Three parents of students have been murdered, a student has been stabbed on his way home from school, and another saw his friend shot to death on the school playground.

In 1999, private donations and corporate support allowed her to build her own school on the grounds of a church. Within the white walls is a well-lighted universe where students can escape into the world of classical music.

In many ways, Ms. Nalden's life parallels that of her father, who in the 1960's founded the first practicing conservatory in New Zealand, where he moved the family from Britain.

Still, this is rebellion. He wanted her to become an academic.

"I think I'm doing this because he didn't want me to do this," she said. "But what I inherited was a terrierlike obstinacy."

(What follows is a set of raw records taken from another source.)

//! Estimation queries over validated transit data.
//!
//! These are the pure entry points the presentation layer calls: which
//! route is nearest to the user, which of its stops is closest, and how
//! far along the route each vehicle is from that stop. All of them are
//! deterministic over their inputs and do no I/O.

use std::sync::Arc;

use geo::{LineString, Point};

use crate::geometry::{length_km, slice_between, snap_to_path};
use crate::identifiers::RouteIdentifier;
use crate::index::RouteIndex;
use crate::models::{Route, Stop, VehicleReport};
use crate::spatial::queries::haversine_distance;

/// A vehicle's route-relative distance from a reference stop.
#[derive(Clone, Debug)]
pub struct VehicleDistance {
    pub vehicle: VehicleReport,
    /// Geodesic length of the route sub-path between stop and vehicle.
    pub distance_km: f64,
    /// That sub-path, for display.
    pub segment: LineString,
}

/// The route whose path comes nearest to `point`.
///
/// `None` when no route comes within `threshold_km` — a normal
/// "no match" outcome, not an error.
pub fn nearest_route(
    index: &RouteIndex,
    point: Point,
    threshold_km: f64,
) -> Option<RouteIdentifier> {
    let mut best: Option<(f64, &Arc<Route>)> = None;
    for route in index.all_routes() {
        let snap = snap_to_path(&route.path, point);
        if best.map_or(true, |(d, _)| snap.distance_m < d) {
            best = Some((snap.distance_m, route));
        }
    }
    best.filter(|(distance_m, _)| *distance_m <= threshold_km * 1000.0)
        .map(|(_, route)| route.id.clone())
}

/// The stop closest to `point` by straight-line distance.
pub fn nearest_stop(stops: &[Arc<Stop>], point: Point) -> Option<Arc<Stop>> {
    stops
        .iter()
        .map(|stop| (haversine_distance(point, stop.location), stop))
        .min_by(|a, b| a.0.total_cmp(&b.0))
        .map(|(_, stop)| stop.clone())
}

/// Whether a path passes within `max_km` of a point.
pub fn is_nearby(path: &LineString, point: Point, max_km: f64) -> bool {
    snap_to_path(path, point).distance_m <= max_km * 1000.0
}

/// Route-relative distances from `stop` for every vehicle reported on
/// `route`, closest first.
///
/// Both the stop and each vehicle are snapped onto the route path; the
/// distance is the geodesic length of the sub-path between the two
/// snaps, not the straight line.
pub fn route_distances(
    route: &Route,
    stop: &Stop,
    vehicles: &[VehicleReport],
) -> Vec<VehicleDistance> {
    let stop_snap = snap_to_path(&route.path, stop.location);

    let mut distances: Vec<VehicleDistance> = vehicles
        .iter()
        .filter(|v| v.route_id == route.id)
        .map(|vehicle| {
            let vehicle_snap = snap_to_path(&route.path, vehicle.position);
            let segment = slice_between(&route.path, &stop_snap, &vehicle_snap);
            VehicleDistance {
                vehicle: vehicle.clone(),
                distance_km: length_km(&segment),
                segment,
            }
        })
        .collect();

    distances.sort_by(|a, b| a.distance_km.total_cmp(&b.distance_km));
    distances
}

#[cfg(test)]
mod tests {
    use super::*;
    use crate::identifiers::{StopIdentifier, VehicleIdentifier};
    use approx::assert_relative_eq;
    use geo::line_string;

    fn centro() -> Route {
        Route::new(
            RouteIdentifier::new("1"),
            "Centro",
            line_string![
                (x: -84.40, y: 10.34),
                (x: -84.45, y: 10.36),
                (x: -84.50, y: 10.36),
            ],
        )
        .unwrap()
    }

    fn rural() -> Route {
        Route::new(
            RouteIdentifier::new("2"),
            "Rural",
            line_string![(x: -84.20, y: 10.50), (x: -84.25, y: 10.55)],
        )
        .unwrap()
    }

    fn stop_at(lon: f64, lat: f64) -> Stop {
        Stop::new(
            StopIdentifier::new("s1"),
            "Parque",
            RouteIdentifier::new("1"),
            Point::new(lon, lat),
        )
        .unwrap()
    }

    fn vehicle_on(route: &str, id: &str, lon: f64, lat: f64) -> VehicleReport {
        VehicleReport::new(
            VehicleIdentifier::new(id),
            RouteIdentifier::new(route),
            Point::new(lon, lat),
            None,
            "SJB-000",
            "bus",
            "activo",
        )
        .unwrap()
    }

    #[test]
    fn nearest_route_picks_the_closest_path() {
        let index = RouteIndex::from_data(vec![centro(), rural()], vec![]);

        let found = nearest_route(&index, Point::new(-84.43, 10.35), 5.0);
        assert_eq!(found, Some(RouteIdentifier::new("1")));
    }

    #[test]
    fn nearest_route_beyond_threshold_is_no_match() {
        let index = RouteIndex::from_data(vec![centro(), rural()], vec![]);

        // ~30 km from both routes.
        let found = nearest_route(&index, Point::new(-84.10, 10.10), 1.0);
        assert_eq!(found, None);
    }

    #[test]
    fn nearest_route_on_empty_index_is_no_match() {
        let index = RouteIndex::new();
        assert_eq!(nearest_route(&index, Point::new(-84.43, 10.35), 5.0), None);
    }

    #[test]
    fn nearest_stop_by_straight_line() {
        let stops = vec![
            Arc::new(stop_at(-84.41, 10.345)),
            Arc::new(
                Stop::new(
                    StopIdentifier::new("s2"),
                    "Mercado",
                    RouteIdentifier::new("1"),
                    Point::new(-84.46, 10.36),
                )
                .unwrap(),
            ),
        ];

        let found = nearest_stop(&stops, Point::new(-84.412, 10.346)).unwrap();
        assert_eq!(found.id, StopIdentifier::new("s1"));

        assert!(nearest_stop(&[], Point::new(-84.41, 10.345)).is_none());
    }

    #[test]
    fn nearby_within_a_kilometer() {
        let route = centro();

        assert!(is_nearby(&route.path, Point::new(-84.43, 10.352), 1.0));
        assert!(!is_nearby(&route.path, Point::new(-84.43, 10.50), 1.0));
    }

    #[test]
    fn route_distances_sorted_and_filtered() {
        let route = centro();
        let stop = stop_at(-84.41, 10.345);
        let vehicles = vec![
            vehicle_on("1", "far", -84.49, 10.36),
            vehicle_on("1", "near", -84.43, 10.352),
            vehicle_on("2", "other-route", -84.22, 10.52),
        ];

        let distances = route_distances(&route, &stop, &vehicles);

        assert_eq!(distances.len(), 2);
        assert_eq!(distances[0].vehicle.id, VehicleIdentifier::new("near"));
        assert_eq!(distances[1].vehicle.id, VehicleIdentifier::new("far"));
        assert!(distances[0].distance_km < distances[1].distance_km);
    }

    #[test]
    fn vehicle_at_the_stop_measures_zero() {
        let route = centro();
        let stop = stop_at(-84.43, 10.352);
        let vehicles = vec![vehicle_on("1", "here", -84.43, 10.352)];

        let distances = route_distances(&route, &stop, &vehicles);
        assert_relative_eq!(distances[0].distance_km, 0.0, epsilon = 1e-9);
    }

    #[test]
    fn segment_runs_between_the_two_snaps() {
        let route = centro();
        let stop = stop_at(-84.41, 10.345);
        let vehicles = vec![vehicle_on("1", "v", -84.48, 10.36)];

        let distances = route_distances(&route, &stop, &vehicles);
        let segment = &distances[0].segment;

        // Spans the middle vertex of the path.
        assert!(segment.0.len() >= 3);
        assert!(segment.0.iter().any(|c| c.x == -84.45 && c.y == 10.36));
        assert_relative_eq!(
            length_km(segment),
            distances[0].distance_km,
            epsilon = 1e-12
        );
    }
}
pub mod boolean;
pub mod clean;
pub mod minkowski;
pub mod simplify;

As obstinate as she has been to overcome the bureaucratic, social and financial hurdles of working in the township, Ms. Nalden turns motherly and soft in the practice room. She listens with dedication and fusses with concern when the children play a new piece.

The sense of mothering is not accidental.

"I never had children," said Ms. Nalden, who never married. "I think that this is part of what this is about." She without children has come to those without childhood.

Many of the students have flourished under her tutelage, and two have already gone on to study abroad. The Buskaid Trust has taken a lead role in financing their studies. Buskaid, in turn, is supported by a wide variety of South African organizations, including the Nelson Mandela Children's Fund, the National Lottery Development Fund and Standard Bank.

Absorbed in the school, Ms. Nalden sometimes misses out on popular culture. Two years ago, she received a telephone call from an actress named Gillian Anderson.

"I thought, God, an actress! That's pretty useless as far as money is concerned," Ms. Nalden recalled. But when her colleagues explained who Ms. Anderson was, she developed the contact and the actress offered to support the string ensemble on their first American tour, to Los Angeles and New York. They have since returned to the United States, and played at a festival in New Haven in June.

Although their tours have led them to such countries as France, Holland and New Zealand, Ms. Nalden is dedicated to developing the local music scene.

"I think the future is townships," she said. "There is a huge warmth to this community and a great sense of optimism."

But the problems of that community sometimes overwhelm her on the drive home to nearby Johannesburg after a long day.

"We have this little haven where we worry about our upbows and our downbows," she said. "And out there, it's life and death."

She waved across the seemingly endless expanse of the township, blanketed under a pall of yellow dust. The sun was setting over the local hospital, an ambulance pulling in.